TASK TO COMPLETE: Provide only the number of lines in the following data that contain "resource".

:: RECORDS

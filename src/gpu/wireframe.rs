//! Wireframe rendering for the floating shapes.
//!
//! The three shape meshes are concatenated into one segment buffer at init;
//! each segment carries the index of the shape it belongs to. Per frame only
//! a small per-shape parameter table (model matrix + color) is rewritten.
//! Each segment is expanded in the vertex shader into a thin camera-robust
//! quad, the same technique used for billboarded line rendering elsewhere.

use bytemuck::{Pod, Zeroable};
use wgpu::util::DeviceExt;

use crate::scene::Scene;

const DEPTH_FORMAT: wgpu::TextureFormat = wgpu::TextureFormat::Depth32Float;

/// Line half-thickness in world units.
const LINE_THICKNESS: f32 = 0.02;

/// One mesh edge, tagged with its owning shape.
#[repr(C)]
#[derive(Copy, Clone, Pod, Zeroable)]
struct SegmentGpu {
    a: [f32; 3],
    shape: u32,
    b: [f32; 3],
    _pad: u32,
}

/// Per-shape draw parameters, rewritten every frame.
#[repr(C)]
#[derive(Copy, Clone, Pod, Zeroable)]
struct ShapeParamsGpu {
    model: [[f32; 4]; 4],
    /// RGB accent color plus opacity in the alpha channel.
    color: [f32; 4],
}

/// Fixed wireframe parameters.
#[repr(C)]
#[derive(Copy, Clone, Pod, Zeroable)]
struct WireframeParams {
    line_thickness: f32,
    _pad: [f32; 3],
}

/// Expands tagged line segments into quads, transformed by the owning
/// shape's model matrix and faded by the shared depth fog.
pub const WIREFRAME_SHADER: &str = r#"struct Uniforms {
    view: mat4x4<f32>,
    proj: mat4x4<f32>,
    model: mat4x4<f32>,
    fog_color: vec3<f32>,
    fog_near: f32,
    fog_far: f32,
    time: f32,
    opacity: f32,
    point_scale: f32,
};

struct Segment {
    a: vec3<f32>,
    shape: u32,
    b: vec3<f32>,
    _pad: u32,
};

struct ShapeParams {
    model: mat4x4<f32>,
    color: vec4<f32>,
};

struct WireframeParams {
    line_thickness: f32,
};

@group(0) @binding(0) var<uniform> uniforms: Uniforms;
@group(0) @binding(1) var<storage, read> segments: array<Segment>;
@group(0) @binding(2) var<storage, read> shape_params: array<ShapeParams>;
@group(0) @binding(3) var<uniform> params: WireframeParams;

struct VertexOutput {
    @builtin(position) clip_position: vec4<f32>,
    @location(0) color: vec4<f32>,
};

@vertex
fn vs_main(
    @builtin(vertex_index) vertex_index: u32,
    @builtin(instance_index) instance_index: u32,
) -> VertexOutput {
    var out: VertexOutput;

    let segment = segments[instance_index];
    let shape = shape_params[segment.shape];

    let world_a = (shape.model * vec4<f32>(segment.a, 1.0)).xyz;
    let world_b = (shape.model * vec4<f32>(segment.b, 1.0)).xyz;

    let line_dir = world_b - world_a;
    let line_len = length(line_dir);
    if line_len < 0.0001 {
        out.clip_position = vec4<f32>(0.0, 0.0, -1000.0, 1.0);
        out.color = vec4<f32>(0.0);
        return out;
    }
    let dir = line_dir / line_len;

    // Two perpendiculars so the quad stays visible from any angle.
    var perp = cross(dir, vec3<f32>(0.0, 1.0, 0.0));
    if length(perp) < 0.001 {
        perp = cross(dir, vec3<f32>(1.0, 0.0, 0.0));
    }
    perp = normalize(perp) * params.line_thickness;
    let perp2 = normalize(cross(dir, perp)) * params.line_thickness;

    var pos: vec3<f32>;
    switch vertex_index {
        case 0u: { pos = world_a - perp - perp2; }
        case 1u: { pos = world_a + perp + perp2; }
        case 2u: { pos = world_b - perp - perp2; }
        case 3u: { pos = world_a + perp + perp2; }
        case 4u: { pos = world_b - perp - perp2; }
        default: { pos = world_b + perp + perp2; }
    }

    let view_pos = uniforms.view * vec4<f32>(pos, 1.0);
    let dist = length(view_pos.xyz);
    let fog = clamp((dist - uniforms.fog_near) / (uniforms.fog_far - uniforms.fog_near), 0.0, 1.0);

    out.clip_position = uniforms.proj * view_pos;
    out.color = vec4<f32>(shape.color.rgb, shape.color.a * (1.0 - fog));
    return out;
}

@fragment
fn fs_main(in: VertexOutput) -> @location(0) vec4<f32> {
    return in.color;
}
"#;

pub struct WireframeState {
    pipeline: wgpu::RenderPipeline,
    bind_group: wgpu::BindGroup,
    shape_params_buffer: wgpu::Buffer,
    num_segments: u32,
}

impl WireframeState {
    pub fn new(
        device: &wgpu::Device,
        uniform_buffer: &wgpu::Buffer,
        scene: &Scene,
        surface_format: wgpu::TextureFormat,
    ) -> Self {
        // Concatenate every shape's edges, tagging each with its shape index.
        let segments: Vec<SegmentGpu> = scene
            .shapes
            .iter()
            .enumerate()
            .flat_map(|(shape_idx, shape)| {
                shape.mesh.lines.iter().map(move |(a, b)| SegmentGpu {
                    a: a.to_array(),
                    shape: shape_idx as u32,
                    b: b.to_array(),
                    _pad: 0,
                })
            })
            .collect();
        let num_segments = segments.len() as u32;

        let segment_buffer = device.create_buffer_init(&wgpu::util::BufferInitDescriptor {
            label: Some("Wireframe Segment Buffer"),
            contents: bytemuck::cast_slice(&segments),
            usage: wgpu::BufferUsages::STORAGE,
        });

        let shape_params = shape_params_from_scene(scene);
        let shape_params_buffer = device.create_buffer_init(&wgpu::util::BufferInitDescriptor {
            label: Some("Shape Params Buffer"),
            contents: bytemuck::cast_slice(&shape_params),
            usage: wgpu::BufferUsages::STORAGE | wgpu::BufferUsages::COPY_DST,
        });

        let params = WireframeParams {
            line_thickness: LINE_THICKNESS,
            _pad: [0.0; 3],
        };
        let params_buffer = device.create_buffer_init(&wgpu::util::BufferInitDescriptor {
            label: Some("Wireframe Params Buffer"),
            contents: bytemuck::bytes_of(&params),
            usage: wgpu::BufferUsages::UNIFORM,
        });

        let shader = device.create_shader_module(wgpu::ShaderModuleDescriptor {
            label: Some("Wireframe Shader"),
            source: wgpu::ShaderSource::Wgsl(WIREFRAME_SHADER.into()),
        });

        let bind_group_layout = device.create_bind_group_layout(&wgpu::BindGroupLayoutDescriptor {
            label: Some("Wireframe Bind Group Layout"),
            entries: &[
                wgpu::BindGroupLayoutEntry {
                    binding: 0,
                    visibility: wgpu::ShaderStages::VERTEX,
                    ty: wgpu::BindingType::Buffer {
                        ty: wgpu::BufferBindingType::Uniform,
                        has_dynamic_offset: false,
                        min_binding_size: None,
                    },
                    count: None,
                },
                wgpu::BindGroupLayoutEntry {
                    binding: 1,
                    visibility: wgpu::ShaderStages::VERTEX,
                    ty: wgpu::BindingType::Buffer {
                        ty: wgpu::BufferBindingType::Storage { read_only: true },
                        has_dynamic_offset: false,
                        min_binding_size: None,
                    },
                    count: None,
                },
                wgpu::BindGroupLayoutEntry {
                    binding: 2,
                    visibility: wgpu::ShaderStages::VERTEX,
                    ty: wgpu::BindingType::Buffer {
                        ty: wgpu::BufferBindingType::Storage { read_only: true },
                        has_dynamic_offset: false,
                        min_binding_size: None,
                    },
                    count: None,
                },
                wgpu::BindGroupLayoutEntry {
                    binding: 3,
                    visibility: wgpu::ShaderStages::VERTEX,
                    ty: wgpu::BindingType::Buffer {
                        ty: wgpu::BufferBindingType::Uniform,
                        has_dynamic_offset: false,
                        min_binding_size: None,
                    },
                    count: None,
                },
            ],
        });

        let bind_group = device.create_bind_group(&wgpu::BindGroupDescriptor {
            label: Some("Wireframe Bind Group"),
            layout: &bind_group_layout,
            entries: &[
                wgpu::BindGroupEntry {
                    binding: 0,
                    resource: uniform_buffer.as_entire_binding(),
                },
                wgpu::BindGroupEntry {
                    binding: 1,
                    resource: segment_buffer.as_entire_binding(),
                },
                wgpu::BindGroupEntry {
                    binding: 2,
                    resource: shape_params_buffer.as_entire_binding(),
                },
                wgpu::BindGroupEntry {
                    binding: 3,
                    resource: params_buffer.as_entire_binding(),
                },
            ],
        });

        let pipeline_layout = device.create_pipeline_layout(&wgpu::PipelineLayoutDescriptor {
            label: Some("Wireframe Pipeline Layout"),
            bind_group_layouts: &[&bind_group_layout],
            push_constant_ranges: &[],
        });

        let blend = crate::visuals::BlendMode::Alpha;

        let pipeline = device.create_render_pipeline(&wgpu::RenderPipelineDescriptor {
            label: Some("Wireframe Pipeline"),
            layout: Some(&pipeline_layout),
            vertex: wgpu::VertexState {
                module: &shader,
                entry_point: Some("vs_main"),
                buffers: &[],
                compilation_options: Default::default(),
            },
            fragment: Some(wgpu::FragmentState {
                module: &shader,
                entry_point: Some("fs_main"),
                targets: &[Some(wgpu::ColorTargetState {
                    format: surface_format,
                    blend: Some(blend.blend_state()),
                    write_mask: wgpu::ColorWrites::ALL,
                })],
                compilation_options: Default::default(),
            }),
            primitive: wgpu::PrimitiveState {
                topology: wgpu::PrimitiveTopology::TriangleList,
                strip_index_format: None,
                front_face: wgpu::FrontFace::Ccw,
                cull_mode: None,
                polygon_mode: wgpu::PolygonMode::Fill,
                unclipped_depth: false,
                conservative: false,
            },
            depth_stencil: Some(wgpu::DepthStencilState {
                format: DEPTH_FORMAT,
                depth_write_enabled: blend.depth_write(),
                depth_compare: wgpu::CompareFunction::Less,
                stencil: wgpu::StencilState::default(),
                bias: wgpu::DepthBiasState::default(),
            }),
            multisample: wgpu::MultisampleState::default(),
            multiview: None,
            cache: None,
        });

        Self {
            pipeline,
            bind_group,
            shape_params_buffer,
            num_segments,
        }
    }

    /// Rewrite the per-shape model matrices and colors for this frame.
    pub fn update(&self, queue: &wgpu::Queue, scene: &Scene) {
        let shape_params = shape_params_from_scene(scene);
        queue.write_buffer(
            &self.shape_params_buffer,
            0,
            bytemuck::cast_slice(&shape_params),
        );
    }

    /// Get the render pipeline.
    pub fn pipeline(&self) -> &wgpu::RenderPipeline {
        &self.pipeline
    }

    /// Get the bind group.
    pub fn bind_group(&self) -> &wgpu::BindGroup {
        &self.bind_group
    }

    /// Total number of line instances to draw.
    pub fn segment_count(&self) -> u32 {
        self.num_segments
    }
}

fn shape_params_from_scene(scene: &Scene) -> Vec<ShapeParamsGpu> {
    let accent = scene.config.palette.accent();
    let opacity = scene.config.shape_opacity;

    scene
        .shapes
        .iter()
        .map(|shape| ShapeParamsGpu {
            model: shape.model_matrix().to_cols_array_2d(),
            color: [accent.x, accent.y, accent.z, opacity],
        })
        .collect()
}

::::

ANSWER TO THE PROBLEM: 4